Rachel Pollack is 100% one of the most interesting figures in early 90s comics, and in queer comics specifically. A prodigous writer on the Tarot and the Kabbalah, Ms. Pollack gained some prominence as the writer who took over Doom Patrol when Grant Morrison wrapped his run. Not an easy task, as I still contend that the end of Morrison's Doom Patrol was just about one of the most perfect endings to a story that I've ever seen. Much as I love those characters, if that had been that last I'd seen of them, I'd have been happy. So Ms. Pollack's DP takes a little while to get going, but once we hit the Bandage People and Coagula, it's clear we're in a very different place. And it's so, so queer.
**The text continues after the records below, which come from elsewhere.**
//! Notification sink for game progress.
//!
//! The core reports every client-visible transition through [`GameInterface`].
//! Calls are fire-and-forget: an implementation must not block and its
//! failures never roll back the state change that triggered them.

use crate::common::Coordinates;
use crate::player::{Player, PlayerId};
use crate::session::{Match, MatchId};

pub trait GameInterface: Send + Sync {
    /// Tell `target_id` that `sender` invited them.
    fn send_invite(&self, target_id: &str, sender: &Player);

    /// Both players joined; ships can be deployed.
    fn start_deployment(&self, session: &Match);

    /// Both players confirmed their fleets.
    fn finish_deployment(&self, session: &Match);

    fn start_game(&self, session: &Match);

    /// `hit_player`'s battlefield took a hit at `at`.
    fn got_hit(&self, session: &Match, hit_player: &Player, at: Coordinates);

    fn end_game(&self, session: &Match);
}

/// Owned record of one [`GameInterface`] call.
#[derive(Debug, Clone, PartialEq, Eq)]
#[cfg_attr(feature = "runtime", derive(serde::Serialize, serde::Deserialize))]
#[cfg_attr(feature = "runtime", serde(tag = "event", rename_all = "snake_case"))]
pub enum GameEvent {
    Invite {
        target: PlayerId,
        sender: Player,
    },
    DeploymentStarted {
        session: MatchId,
        players: Vec<PlayerId>,
        level: u32,
        battlefield_size: usize,
    },
    DeploymentFinished {
        session: MatchId,
    },
    GameStarted {
        session: MatchId,
        first: Option<PlayerId>,
    },
    GotHit {
        session: MatchId,
        player: PlayerId,
        at: Coordinates,
    },
    GameEnded {
        session: MatchId,
        winner: Option<PlayerId>,
    },
}

impl GameEvent {
    /// Match the event belongs to; invites are not tied to one yet.
    pub fn session(&self) -> Option<MatchId> {
        match self {
            GameEvent::Invite { .. } => None,
            GameEvent::DeploymentStarted { session, .. }
            | GameEvent::DeploymentFinished { session }
            | GameEvent::GameStarted { session, .. }
            | GameEvent::GotHit { session, .. }
            | GameEvent::GameEnded { session, .. } => Some(*session),
        }
    }

    pub fn deployment_started(session: &Match) -> Self {
        let mut players = vec![session.creator().id().to_string()];
        if let Some(opponent) = session.opponent() {
            players.push(opponent.id().to_string());
        }
        GameEvent::DeploymentStarted {
            session: session.id(),
            players,
            level: session.level().id,
            battlefield_size: session.battlefield_size(),
        }
    }

    pub fn game_started(session: &Match) -> Self {
        GameEvent::GameStarted {
            session: session.id(),
            first: session.next().map(|p| p.id().to_string()),
        }
    }

    pub fn game_ended(session: &Match) -> Self {
        GameEvent::GameEnded {
            session: session.id(),
            winner: session.winner().map(|p| p.id().to_string()),
        }
    }
}

#[cfg(feature = "runtime")]
pub use channel::{dispatch, ChannelInterface, NotificationHandler};

#[cfg(feature = "runtime")]
mod channel {
    use tokio::sync::mpsc::{self, UnboundedReceiver, UnboundedSender};

    use super::{GameEvent, GameInterface};
    use crate::common::Coordinates;
    use crate::player::Player;
    use crate::session::Match;

    /// [`GameInterface`] that queues [`GameEvent`]s on an unbounded channel.
    #[derive(Debug, Clone)]
    pub struct ChannelInterface {
        tx: UnboundedSender<GameEvent>,
    }

    impl ChannelInterface {
        pub fn new() -> (Self, UnboundedReceiver<GameEvent>) {
            let (tx, rx) = mpsc::unbounded_channel();
            (Self { tx }, rx)
        }

        fn emit(&self, event: GameEvent) {
            if let Err(err) = self.tx.send(event) {
                log::warn!("notification dropped, receiver closed: {:?}", err.0);
            }
        }
    }

    impl GameInterface for ChannelInterface {
        fn send_invite(&self, target_id: &str, sender: &Player) {
            self.emit(GameEvent::Invite {
                target: target_id.to_string(),
                sender: sender.clone(),
            });
        }

        fn start_deployment(&self, session: &Match) {
            self.emit(GameEvent::deployment_started(session));
        }

        fn finish_deployment(&self, session: &Match) {
            self.emit(GameEvent::DeploymentFinished {
                session: session.id(),
            });
        }

        fn start_game(&self, session: &Match) {
            self.emit(GameEvent::game_started(session));
        }

        fn got_hit(&self, session: &Match, hit_player: &Player, at: Coordinates) {
            self.emit(GameEvent::GotHit {
                session: session.id(),
                player: hit_player.id().to_string(),
                at,
            });
        }

        fn end_game(&self, session: &Match) {
            self.emit(GameEvent::game_ended(session));
        }
    }

    /// Consumer of queued notifications, e.g. a connection hub.
    #[async_trait::async_trait]
    pub trait NotificationHandler: Send {
        async fn handle(&mut self, event: GameEvent) -> anyhow::Result<()>;
    }

    /// Drain `rx` into `handler` until every sender is dropped. Handler
    /// failures are logged and skipped. Returns the number of events handled
    /// successfully.
    pub async fn dispatch<H: NotificationHandler>(
        mut rx: UnboundedReceiver<GameEvent>,
        handler: &mut H,
    ) -> usize {
        let mut delivered = 0;
        while let Some(event) = rx.recv().await {
            match handler.handle(event).await {
                Ok(()) => delivered += 1,
                Err(e) => log::warn!("notification handler failed: {}", e),
            }
        }
        delivered
    }
}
The other stand-out thing about Ms. Pollack is that she's trans. Just let that sink in a moment. In the early 90s, a major mainstream publisher, and remember that this is the heyday of Vertigo comics while Sandman was still a going concern, was employing an openly transgender writer, and letting her tell stories that dealt (and deal) with some of the things trans people experience. The aforementioned Coagula in Doom Patrol is, as far as I know, the first major trans character published in mainstream comics. That's important. But that's well down the pipeline in my Doom Patrol read-through. We've a ways to go yet.
But what about Tomahawk?
This was a very strange comic. It's certainly critical of the treatment of Indigenous Peoples in Revolution-era America. But there's also this strange awakening happening in the main character. Let me try to explain it as I understood it: Thomas Hawke considers the native people to be "savages," but he's not thrilled with the idea of killing them. Certain experiences lead him to be stranded in the wild, where he is taken in by a tribe who basically do to him in order to acculturate to their ways what was done to native peoples: torture, starvation, degradation. He, of course, capitulates and in the end has a spiritual awakening in the forest. It seems that the spirits have dictated that this man should be kept alive, that he is important somehow. He meets Mother Wolf, but very explicitly still sees her through the lens of Christianity. And, in some ways, he still sees himself as superior to the people who took him in. It was a difficult story, and I wonder if it would have made more sense if I had some awareness of who the character of Tomahawk was before this Vertigo re-envisioning. But I couldn't get away from that White Saviour trope, and I was trying to see the story as being critical of it somehow, but I'm not sure I got it.
An interesting comparison that we might make is that Tomahawk cannot fit back into White culture after his transformation - is this perhaps an articulation of the severity of stripping someone of their culture by force, that it's not necessarily something that can be put back together? Now I think I should go back and read it from that perspective.
More to come...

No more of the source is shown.